*Excerpted data*:
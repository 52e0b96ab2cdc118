//! Egui wiring over the app's own GL context

use std::sync::Arc;

use egui::Context as EguiContext;
use egui_glow::Painter;
use egui_winit::State as EguiState;
use winit::window::Window;

/// Owns the egui context, winit event bridge, and glow painter.
pub struct EguiIntegration {
    ctx: EguiContext,
    state: EguiState,
    painter: Painter,
}

impl EguiIntegration {
    /// # Safety
    /// The GL context must be current when this is called.
    pub unsafe fn new(window: &Window, gl: Arc<glow::Context>) -> Self {
        let ctx = EguiContext::default();
        let state = EguiState::new(
            ctx.clone(),
            egui::ViewportId::ROOT,
            window,
            None,
            None,
            None,
        );
        let painter = Painter::new(gl, "", None, false).expect("Failed to create egui painter");

        Self {
            ctx,
            state,
            painter,
        }
    }

    /// Feed a window event to egui; true means egui consumed it.
    pub fn on_window_event(&mut self, window: &Window, event: &winit::event::WindowEvent) -> bool {
        self.state.on_window_event(window, event).consumed
    }

    /// Run one egui frame: gather input, run `run_ui`, paint the output.
    pub fn run(&mut self, window: &Window, size: [u32; 2], run_ui: impl FnMut(&EguiContext)) {
        let raw_input = self.state.take_egui_input(window);
        let full_output = self.ctx.run(raw_input, run_ui);

        self.state
            .handle_platform_output(window, full_output.platform_output);

        let clipped_primitives = self
            .ctx
            .tessellate(full_output.shapes, full_output.pixels_per_point);
        self.painter.paint_and_update_textures(
            size,
            full_output.pixels_per_point,
            &clipped_primitives,
            &full_output.textures_delta,
        );
    }

    /// True when the pointer is over an egui area, so the game should not
    /// also react to clicks.
    pub fn wants_pointer(&self) -> bool {
        self.ctx.wants_pointer_input()
    }
}

impl Drop for EguiIntegration {
    fn drop(&mut self) {
        self.painter.destroy();
    }
}
use glam::Vec3;
use renderer::RenderSettings;

/// World, camera, and graphics settings edited live by the debug HUD.
///
/// The renderer never sees this struct; each frame a [`RenderSettings`]
/// snapshot is derived from it and diffed against the previous frame's to
/// decide whether the accumulated image is still valid.
#[derive(Debug, Clone, PartialEq)]
pub struct Tuning {
    pub gravity: f32,
    pub sun_direction: Vec3,
    pub dof_focus_distance: f32,
    pub dof_blur_size: f32,
    pub fov: f32,

    /// Scale the accumulation buffers up (supersampling) instead of down.
    pub frame_scale_up: bool,
    /// Buffer scale factor relative to the window size.
    pub frame_scale: u32,

    pub master_volume: f32,
}

impl Default for Tuning {
    fn default() -> Self {
        Self {
            gravity: 25.0,
            sun_direction: Vec3::new(-1.0, 1.0, -0.175),
            dof_focus_distance: 12.0,
            dof_blur_size: 0.05,
            fov: 90.0,
            frame_scale_up: false,
            frame_scale: 1,
            master_volume: 0.8,
        }
    }
}

impl Tuning {
    /// Snapshot of everything the renderer is sensitive to.
    pub fn render_settings(&self, eye_height: f32) -> RenderSettings {
        RenderSettings {
            sun_direction: self.sun_direction,
            dof_focus_distance: self.dof_focus_distance,
            dof_blur_size: self.dof_blur_size,
            fov: self.fov,
            eye_height,
        }
    }

    /// Accumulation buffer size for a given window size.
    pub fn scaled_buffer_size(&self, window: (u32, u32)) -> (u32, u32) {
        let scale = self.frame_scale.max(1);
        if self.frame_scale_up {
            (window.0 * scale, window.1 * scale)
        } else {
            ((window.0 / scale).max(1), (window.1 / scale).max(1))
        }
    }
}

#[cfg(test)]
mod tests {
    use super::*;

    #[test]
    fn settings_snapshot_diffs_on_any_renderer_visible_field() {
        let tuning = Tuning::default();
        let a = tuning.render_settings(0.2);

        assert_eq!(a, tuning.render_settings(0.2));
        assert_ne!(a, tuning.render_settings(0.3));

        let mut shifted = tuning.clone();
        shifted.dof_blur_size += 0.01;
        assert_ne!(a, shifted.render_settings(0.2));
    }

    #[test]
    fn frame_scale_shrinks_or_grows_the_buffers() {
        let mut tuning = Tuning::default();
        assert_eq!(tuning.scaled_buffer_size((1280, 720)), (1280, 720));

        tuning.frame_scale = 2;
        assert_eq!(tuning.scaled_buffer_size((1280, 720)), (640, 360));

        tuning.frame_scale_up = true;
        assert_eq!(tuning.scaled_buffer_size((1280, 720)), (2560, 1440));

        // Downscale never collapses to zero.
        tuning.frame_scale_up = false;
        tuning.frame_scale = 50;
        assert_eq!(tuning.scaled_buffer_size((40, 30)), (1, 1));
    }
}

*Work to complete*: The material should be transcribed in full, character for character.

*Answer for the task*:
repository 52e0b96ab2cdc118
//! Egui wiring over the app's own GL context

use std::sync::Arc;

use egui::Context as EguiContext;
use egui_glow::Painter;
use egui_winit::State as EguiState;
use winit::window::Window;

/// Owns the egui context, winit event bridge, and glow painter.
pub struct EguiIntegration {
    ctx: EguiContext,
    state: EguiState,
    painter: Painter,
}

impl EguiIntegration {
    /// # Safety
    /// The GL context must be current when this is called.
    pub unsafe fn new(window: &Window, gl: Arc<glow::Context>) -> Self {
        let ctx = EguiContext::default();
        let state = EguiState::new(
            ctx.clone(),
            egui::ViewportId::ROOT,
            window,
            None,
            None,
            None,
        );
        let painter = Painter::new(gl, "", None, false).expect("Failed to create egui painter");

        Self {
            ctx,
            state,
            painter,
        }
    }

    /// Feed a window event to egui; true means egui consumed it.
    pub fn on_window_event(&mut self, window: &Window, event: &winit::event::WindowEvent) -> bool {
        self.state.on_window_event(window, event).consumed
    }

    /// Run one egui frame: gather input, run `run_ui`, paint the output.
    pub fn run(&mut self, window: &Window, size: [u32; 2], run_ui: impl FnMut(&EguiContext)) {
        let raw_input = self.state.take_egui_input(window);
        let full_output = self.ctx.run(raw_input, run_ui);

        self.state
            .handle_platform_output(window, full_output.platform_output);

        let clipped_primitives = self
            .ctx
            .tessellate(full_output.shapes, full_output.pixels_per_point);
        self.painter.paint_and_update_textures(
            size,
            full_output.pixels_per_point,
            &clipped_primitives,
            &full_output.textures_delta,
        );
    }

    /// True when the pointer is over an egui area, so the game should not
    /// also react to clicks.
    pub fn wants_pointer(&self) -> bool {
        self.ctx.wants_pointer_input()
    }
}

impl Drop for EguiIntegration {
    fn drop(&mut self) {
        self.painter.destroy();
    }
}
use glam::Vec3;
use renderer::RenderSettings;

/// World, camera, and graphics settings edited live by the debug HUD.
///
/// The renderer never sees this struct; each frame a [`RenderSettings`]
/// snapshot is derived from it and diffed against the previous frame's to
/// decide whether the accumulated image is still valid.
#[derive(Debug, Clone, PartialEq)]
pub struct Tuning {
    pub gravity: f32,
    pub sun_direction: Vec3,
    pub dof_focus_distance: f32,
    pub dof_blur_size: f32,
    pub fov: f32,

    /// Scale the accumulation buffers up (supersampling) instead of down.
    pub frame_scale_up: bool,
    /// Buffer scale factor relative to the window size.
    pub frame_scale: u32,

    pub master_volume: f32,
}

impl Default for Tuning {
    fn default() -> Self {
        Self {
            gravity: 25.0,
            sun_direction: Vec3::new(-1.0, 1.0, -0.175),
            dof_focus_distance: 12.0,
            dof_blur_size: 0.05,
            fov: 90.0,
            frame_scale_up: false,
            frame_scale: 1,
            master_volume: 0.8,
        }
    }
}

impl Tuning {
    /// Snapshot of everything the renderer is sensitive to.
    pub fn render_settings(&self, eye_height: f32) -> RenderSettings {
        RenderSettings {
            sun_direction: self.sun_direction,
            dof_focus_distance: self.dof_focus_distance,
            dof_blur_size: self.dof_blur_size,
            fov: self.fov,
            eye_height,
        }
    }

    /// Accumulation buffer size for a given window size.
    pub fn scaled_buffer_size(&self, window: (u32, u32)) -> (u32, u32) {
        let scale = self.frame_scale.max(1);
        if self.frame_scale_up {
            (window.0 * scale, window.1 * scale)
        } else {
            ((window.0 / scale).max(1), (window.1 / scale).max(1))
        }
    }
}

#[cfg(test)]
mod tests {
    use super::*;

    #[test]
    fn settings_snapshot_diffs_on_any_renderer_visible_field() {
        let tuning = Tuning::default();
        let a = tuning.render_settings(0.2);

        assert_eq!(a, tuning.render_settings(0.2));
        assert_ne!(a, tuning.render_settings(0.3));

        let mut shifted = tuning.clone();
        shifted.dof_blur_size += 0.01;
        assert_ne!(a, shifted.render_settings(0.2));
    }

    #[test]
    fn frame_scale_shrinks_or_grows_the_buffers() {
        let mut tuning = Tuning::default();
        assert_eq!(tuning.scaled_buffer_size((1280, 720)), (1280, 720));

        tuning.frame_scale = 2;
        assert_eq!(tuning.scaled_buffer_size((1280, 720)), (640, 360));

        tuning.frame_scale_up = true;
        assert_eq!(tuning.scaled_buffer_size((1280, 720)), (2560, 1440));

        // Downscale never collapses to zero.
        tuning.frame_scale_up = false;
        tuning.frame_scale = 50;
        assert_eq!(tuning.scaled_buffer_size((40, 30)), (1, 1));
    }
}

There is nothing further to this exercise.